■ **Data to process**
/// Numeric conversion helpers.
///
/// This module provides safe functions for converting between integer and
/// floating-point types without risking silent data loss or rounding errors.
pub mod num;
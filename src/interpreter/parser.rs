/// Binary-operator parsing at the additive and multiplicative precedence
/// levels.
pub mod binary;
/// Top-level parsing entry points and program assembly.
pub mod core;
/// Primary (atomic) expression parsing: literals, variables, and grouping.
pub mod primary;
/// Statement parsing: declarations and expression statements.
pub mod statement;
* * *
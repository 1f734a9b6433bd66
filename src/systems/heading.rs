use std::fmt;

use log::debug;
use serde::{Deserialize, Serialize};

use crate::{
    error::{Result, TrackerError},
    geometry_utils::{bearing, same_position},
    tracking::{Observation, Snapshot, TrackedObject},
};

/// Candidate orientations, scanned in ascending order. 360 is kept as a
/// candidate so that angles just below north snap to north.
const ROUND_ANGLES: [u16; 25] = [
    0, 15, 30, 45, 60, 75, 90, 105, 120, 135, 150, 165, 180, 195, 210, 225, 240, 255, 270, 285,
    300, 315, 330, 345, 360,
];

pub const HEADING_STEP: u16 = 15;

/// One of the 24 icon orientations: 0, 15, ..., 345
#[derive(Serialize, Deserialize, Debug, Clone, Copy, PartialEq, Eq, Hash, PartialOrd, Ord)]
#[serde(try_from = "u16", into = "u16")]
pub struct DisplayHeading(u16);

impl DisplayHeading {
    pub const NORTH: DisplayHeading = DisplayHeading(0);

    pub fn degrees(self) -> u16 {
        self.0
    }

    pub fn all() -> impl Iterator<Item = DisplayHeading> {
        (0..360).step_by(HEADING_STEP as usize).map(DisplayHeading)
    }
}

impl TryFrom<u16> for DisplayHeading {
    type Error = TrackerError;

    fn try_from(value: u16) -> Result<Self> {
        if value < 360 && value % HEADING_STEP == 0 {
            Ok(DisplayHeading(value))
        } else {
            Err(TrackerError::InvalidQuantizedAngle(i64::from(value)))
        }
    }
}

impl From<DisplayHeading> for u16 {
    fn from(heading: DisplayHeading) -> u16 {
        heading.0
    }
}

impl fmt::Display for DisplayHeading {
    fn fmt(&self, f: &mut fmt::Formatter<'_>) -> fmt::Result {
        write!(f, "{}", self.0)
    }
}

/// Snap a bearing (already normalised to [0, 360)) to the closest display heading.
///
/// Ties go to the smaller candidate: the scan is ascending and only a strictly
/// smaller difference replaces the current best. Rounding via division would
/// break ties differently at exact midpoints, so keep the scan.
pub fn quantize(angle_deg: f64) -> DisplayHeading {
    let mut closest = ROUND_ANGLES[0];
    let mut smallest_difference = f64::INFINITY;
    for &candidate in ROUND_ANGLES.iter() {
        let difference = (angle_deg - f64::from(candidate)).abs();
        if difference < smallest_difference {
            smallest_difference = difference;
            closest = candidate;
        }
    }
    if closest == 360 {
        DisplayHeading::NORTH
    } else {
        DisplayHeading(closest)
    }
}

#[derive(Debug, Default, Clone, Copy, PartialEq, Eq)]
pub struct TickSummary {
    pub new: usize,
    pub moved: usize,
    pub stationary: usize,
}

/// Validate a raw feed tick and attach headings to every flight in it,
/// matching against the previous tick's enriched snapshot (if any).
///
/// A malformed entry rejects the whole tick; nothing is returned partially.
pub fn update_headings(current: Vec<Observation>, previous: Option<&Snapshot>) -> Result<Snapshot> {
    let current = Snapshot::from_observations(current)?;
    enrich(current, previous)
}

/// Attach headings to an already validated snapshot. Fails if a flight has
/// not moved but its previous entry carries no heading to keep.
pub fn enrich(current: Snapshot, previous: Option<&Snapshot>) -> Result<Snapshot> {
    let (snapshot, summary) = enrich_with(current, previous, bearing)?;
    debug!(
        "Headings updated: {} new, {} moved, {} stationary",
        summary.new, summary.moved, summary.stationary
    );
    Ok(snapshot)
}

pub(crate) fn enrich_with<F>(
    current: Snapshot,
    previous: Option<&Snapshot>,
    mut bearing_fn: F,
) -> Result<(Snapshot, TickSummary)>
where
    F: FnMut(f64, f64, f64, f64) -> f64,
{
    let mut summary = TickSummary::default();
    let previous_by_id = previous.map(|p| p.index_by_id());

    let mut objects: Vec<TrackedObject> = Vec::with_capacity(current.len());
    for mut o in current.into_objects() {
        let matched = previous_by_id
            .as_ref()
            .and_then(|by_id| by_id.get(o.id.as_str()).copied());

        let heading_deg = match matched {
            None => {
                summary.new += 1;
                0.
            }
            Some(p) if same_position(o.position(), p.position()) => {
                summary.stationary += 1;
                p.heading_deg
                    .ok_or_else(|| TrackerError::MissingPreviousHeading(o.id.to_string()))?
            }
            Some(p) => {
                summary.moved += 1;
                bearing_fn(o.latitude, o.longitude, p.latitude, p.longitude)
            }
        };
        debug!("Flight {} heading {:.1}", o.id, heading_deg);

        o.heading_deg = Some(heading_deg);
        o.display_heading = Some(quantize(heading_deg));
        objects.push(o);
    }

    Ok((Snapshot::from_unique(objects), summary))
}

■ **Activity**
Establish how many lines of the records contain the string "entry" and state that number without elaboration.

■ **Task response**
3